- [What you are asked to do]:
Please copy out each line of the listing that contains the word "first".

- [Input records]:

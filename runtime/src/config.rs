//! Typed service configuration.
//!
//! Sources, lowest precedence first:
//!
//! 1. Built-in defaults
//! 2. A TOML file ([`Config::load`])
//! 3. Environment variables, which always win
//!
//! Environment overrides go through a lookup function so that tests can
//! supply a map instead of touching the process environment.
//!
//! | Variable | Field |
//! |---|---|
//! | `SERVICE_ID` | `service_id` |
//! | `HOST` | `host` |
//! | `PORT` | `port` |
//! | `IDEMPOTENCY_TTL_SECONDS` | `idempotency_ttl_seconds` |
//! | `SHUTDOWN_TIMEOUT_SECONDS` | `shutdown_timeout_seconds` |
//! | `READ_HEADER_TIMEOUT_SECONDS` | `read_header_timeout_seconds` |
//! | `CACHE_DEFAULT_TTL_SECONDS` | `cache.default_ttl_seconds` |
//! | `DATABASE_URL` | `dependencies.database_url` |
//! | `REDIS_URL` | `dependencies.redis_url` |
//! | `KAFKA_BROKERS` | `dependencies.kafka_brokers` |
//!
//! # Example
//!
//! ```
//! use service_spine_runtime::config::Config;
//!
//! let config = Config::from_lookup(|name| match name {
//!     "SERVICE_ID" => Some("cache".to_string()),
//!     "PORT" => Some("9000".to_string()),
//!     _ => None,
//! })?;
//! assert_eq!(config.service_id, "cache");
//! assert_eq!(config.port, 9000);
//! assert_eq!(config.idempotency_ttl_seconds, 604_800);
//! # Ok::<(), service_spine_runtime::config::ConfigError>(())
//! ```

use crate::idempotency::{DEFAULT_TTL_SECONDS, MAX_TTL_SECONDS};
use serde::{Deserialize, Serialize};
use std::net::SocketAddr;
use std::path::{Path, PathBuf};
use std::str::FromStr;
use std::time::Duration;
use thiserror::Error;

/// Configuration errors.
#[derive(Error, Debug)]
pub enum ConfigError {
    /// The config file could not be read.
    #[error("failed to read config file {path}: {source}")]
    Read {
        /// File path.
        path: PathBuf,
        /// Underlying I/O error.
        source: std::io::Error,
    },

    /// The config file is not valid TOML for [`Config`].
    #[error("failed to parse config file {path}: {source}")]
    Parse {
        /// File path.
        path: PathBuf,
        /// Underlying parse error.
        source: toml::de::Error,
    },

    /// An environment override has the wrong type.
    #[error("environment variable {name} has invalid value {value:?}")]
    InvalidEnv {
        /// Variable name.
        name: &'static str,
        /// Offending value.
        value: String,
    },

    /// The merged configuration is unusable.
    #[error("configuration validation failed: {0}")]
    Validation(String),
}

/// Cache domain settings.
#[derive(Debug, Clone, PartialEq, Eq, Serialize, Deserialize)]
#[serde(default)]
pub struct CacheConfig {
    /// TTL applied when a put request asks for none.
    pub default_ttl_seconds: u64,
}

impl Default for CacheConfig {
    fn default() -> Self {
        Self {
            default_ttl_seconds: 300,
        }
    }
}

/// Optional external dependencies, reported by `/health`.
#[derive(Debug, Clone, Default, PartialEq, Eq, Serialize, Deserialize)]
#[serde(default)]
pub struct DependencyConfig {
    /// Relational database URL.
    pub database_url: Option<String>,
    /// Redis URL.
    pub redis_url: Option<String>,
    /// Kafka bootstrap brokers (comma-separated).
    pub kafka_brokers: Option<String>,
}

/// Service configuration.
#[derive(Debug, Clone, PartialEq, Eq, Serialize, Deserialize)]
#[serde(default)]
pub struct Config {
    /// Service id; used in metric labels and health reports.
    pub service_id: String,
    /// Listen host.
    pub host: String,
    /// Listen port. `0` picks an ephemeral port.
    pub port: u16,
    /// Lifetime of idempotency records.
    pub idempotency_ttl_seconds: u64,
    /// Drain deadline on shutdown.
    pub shutdown_timeout_seconds: u64,
    /// Maximum time to receive request headers.
    pub read_header_timeout_seconds: u64,
    /// Cache domain settings.
    pub cache: CacheConfig,
    /// External dependencies.
    pub dependencies: DependencyConfig,
}

impl Default for Config {
    fn default() -> Self {
        Self {
            service_id: "service-spine".to_string(),
            host: "0.0.0.0".to_string(),
            port: 8080,
            idempotency_ttl_seconds: DEFAULT_TTL_SECONDS,
            shutdown_timeout_seconds: 5,
            read_header_timeout_seconds: 5,
            cache: CacheConfig::default(),
            dependencies: DependencyConfig::default(),
        }
    }
}

impl Config {
    /// Load a TOML file, then apply process environment overrides.
    ///
    /// # Errors
    ///
    /// Returns [`ConfigError`] if the file cannot be read or parsed, an
    /// override is malformed, or validation fails.
    pub fn load(path: impl AsRef<Path>) -> Result<Self, ConfigError> {
        let path = path.as_ref();
        let text = std::fs::read_to_string(path).map_err(|source| ConfigError::Read {
            path: path.to_path_buf(),
            source,
        })?;
        let config = Self::from_toml_str(&text).map_err(|source| ConfigError::Parse {
            path: path.to_path_buf(),
            source,
        })?;
        config.with_overrides(|name| std::env::var(name).ok())
    }

    /// Defaults plus process environment overrides.
    ///
    /// # Errors
    ///
    /// Returns [`ConfigError`] if an override is malformed or validation fails.
    pub fn from_env() -> Result<Self, ConfigError> {
        Self::from_lookup(|name| std::env::var(name).ok())
    }

    /// Defaults plus overrides from an arbitrary lookup.
    ///
    /// # Errors
    ///
    /// Returns [`ConfigError`] if an override is malformed or validation fails.
    pub fn from_lookup(lookup: impl Fn(&str) -> Option<String>) -> Result<Self, ConfigError> {
        Self::default().with_overrides(lookup)
    }

    /// Parse TOML without applying overrides or validating.
    ///
    /// # Errors
    ///
    /// Returns the TOML error for malformed input.
    pub fn from_toml_str(text: &str) -> Result<Self, toml::de::Error> {
        toml::from_str(text)
    }

    /// Apply environment overrides, then validate.
    ///
    /// # Errors
    ///
    /// Returns [`ConfigError`] if an override is malformed or validation fails.
    pub fn with_overrides(mut self, lookup: impl Fn(&str) -> Option<String>) -> Result<Self, ConfigError> {
        let get = |name: &str| lookup(name).map(|value| value.trim().to_string()).filter(|value| !value.is_empty());

        if let Some(value) = get("SERVICE_ID") {
            self.service_id = value;
        }
        if let Some(value) = get("HOST") {
            self.host = value;
        }
        if let Some(value) = get("PORT") {
            self.port = parse_env("PORT", value)?;
        }
        if let Some(value) = get("IDEMPOTENCY_TTL_SECONDS") {
            self.idempotency_ttl_seconds = parse_env("IDEMPOTENCY_TTL_SECONDS", value)?;
        }
        if let Some(value) = get("SHUTDOWN_TIMEOUT_SECONDS") {
            self.shutdown_timeout_seconds = parse_env("SHUTDOWN_TIMEOUT_SECONDS", value)?;
        }
        if let Some(value) = get("READ_HEADER_TIMEOUT_SECONDS") {
            self.read_header_timeout_seconds = parse_env("READ_HEADER_TIMEOUT_SECONDS", value)?;
        }
        if let Some(value) = get("CACHE_DEFAULT_TTL_SECONDS") {
            self.cache.default_ttl_seconds = parse_env("CACHE_DEFAULT_TTL_SECONDS", value)?;
        }
        if let Some(value) = get("DATABASE_URL") {
            self.dependencies.database_url = Some(value);
        }
        if let Some(value) = get("REDIS_URL") {
            self.dependencies.redis_url = Some(value);
        }
        if let Some(value) = get("KAFKA_BROKERS") {
            self.dependencies.kafka_brokers = Some(value);
        }

        self.validate()?;
        Ok(self)
    }

    /// Check invariants of the merged configuration.
    ///
    /// # Errors
    ///
    /// Returns [`ConfigError::Validation`] describing the first violation.
    pub fn validate(&self) -> Result<(), ConfigError> {
        if self.service_id.trim().is_empty() {
            return Err(ConfigError::Validation("service_id must not be empty".into()));
        }
        if self.host.trim().is_empty() {
            return Err(ConfigError::Validation("host must not be empty".into()));
        }
        if self.idempotency_ttl_seconds == 0 || self.idempotency_ttl_seconds > MAX_TTL_SECONDS {
            return Err(ConfigError::Validation(format!(
                "idempotency_ttl_seconds must be between 1 and {MAX_TTL_SECONDS}"
            )));
        }
        if self.shutdown_timeout_seconds == 0 {
            return Err(ConfigError::Validation("shutdown_timeout_seconds must be positive".into()));
        }
        if self.read_header_timeout_seconds == 0 {
            return Err(ConfigError::Validation("read_header_timeout_seconds must be positive".into()));
        }
        if self.cache.default_ttl_seconds == 0 {
            return Err(ConfigError::Validation("cache.default_ttl_seconds must be positive".into()));
        }
        Ok(())
    }

    /// Listen address.
    ///
    /// # Errors
    ///
    /// Returns [`ConfigError::Validation`] if `host` is not an IP address.
    pub fn bind_addr(&self) -> Result<SocketAddr, ConfigError> {
        format!("{}:{}", self.host, self.port)
            .parse()
            .or_else(|_| format!("[{}]:{}", self.host, self.port).parse())
            .map_err(|_| ConfigError::Validation(format!("host {} is not an IP address", self.host)))
    }

    /// Drain deadline on shutdown.
    #[must_use]
    pub const fn shutdown_timeout(&self) -> Duration {
        Duration::from_secs(self.shutdown_timeout_seconds)
    }

    /// Read-header timeout.
    #[must_use]
    pub const fn read_header_timeout(&self) -> Duration {
        Duration::from_secs(self.read_header_timeout_seconds)
    }
}

fn parse_env<T: FromStr>(name: &'static str, value: String) -> Result<T, ConfigError> {
    value
        .parse()
        .map_err(|_| ConfigError::InvalidEnv { name, value })
}

#[cfg(test)]
#[allow(clippy::unwrap_used, clippy::expect_used)]
mod tests {
    use super::*;
    use std::collections::HashMap;

    fn lookup(pairs: &[(&str, &str)]) -> impl Fn(&str) -> Option<String> {
        let map: HashMap<String, String> = pairs
            .iter()
            .map(|(k, v)| ((*k).to_string(), (*v).to_string()))
            .collect();
        move |name| map.get(name).cloned()
    }

    #[test]
    fn test_defaults() {
        let config = Config::from_lookup(|_| None).unwrap();
        assert_eq!(config.idempotency_ttl_seconds, 604_800);
        assert_eq!(config.shutdown_timeout(), Duration::from_secs(5));
        assert_eq!(config.read_header_timeout(), Duration::from_secs(5));
        assert_eq!(config.cache.default_ttl_seconds, 300);
        assert!(config.dependencies.database_url.is_none());
    }

    #[test]
    fn test_env_overrides_file() {
        let file = Config::from_toml_str(
            r#"
            service_id = "webhooks"
            port = 7000

            [dependencies]
            redis_url = "redis://file"
            "#,
        )
        .unwrap();
        assert_eq!(file.port, 7000);
        assert_eq!(file.idempotency_ttl_seconds, DEFAULT_TTL_SECONDS);

        let merged = file
            .with_overrides(lookup(&[("PORT", "7100"), ("REDIS_URL", "redis://env")]))
            .unwrap();
        assert_eq!(merged.service_id, "webhooks");
        assert_eq!(merged.port, 7100);
        assert_eq!(merged.dependencies.redis_url.as_deref(), Some("redis://env"));
    }

    #[test]
    fn test_blank_override_is_ignored() {
        let config = Config::from_lookup(lookup(&[("SERVICE_ID", "  ")])).unwrap();
        assert_eq!(config.service_id, "service-spine");
    }

    #[test]
    fn test_malformed_override_names_the_variable() {
        let err = Config::from_lookup(lookup(&[("PORT", "eighty")])).unwrap_err();
        assert!(matches!(err, ConfigError::InvalidEnv { name: "PORT", .. }));
    }

    #[test]
    fn test_zero_ttl_is_rejected() {
        let err = Config::from_lookup(lookup(&[("IDEMPOTENCY_TTL_SECONDS", "0")])).unwrap_err();
        assert!(matches!(err, ConfigError::Validation(_)));
    }

    #[test]
    fn test_bind_addr() {
        let config = Config::from_lookup(lookup(&[("HOST", "127.0.0.1"), ("PORT", "0")])).unwrap();
        assert_eq!(config.bind_addr().unwrap().to_string(), "127.0.0.1:0");

        let config = Config::from_lookup(lookup(&[("HOST", "::1")])).unwrap();
        assert_eq!(config.bind_addr().unwrap().to_string(), "[::1]:8080");

        let config = Config::from_lookup(lookup(&[("HOST", "localhost")])).unwrap();
        assert!(config.bind_addr().is_err());
    }

    #[test]
    fn test_load_missing_file() {
        let err = Config::load("/definitely/not/here.toml").unwrap_err();
        assert!(matches!(err, ConfigError::Read { .. }));
    }
}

- [Output for this task]:
//! Sources, lowest precedence first:
    /// Returns [`ConfigError::Validation`] describing the first violation.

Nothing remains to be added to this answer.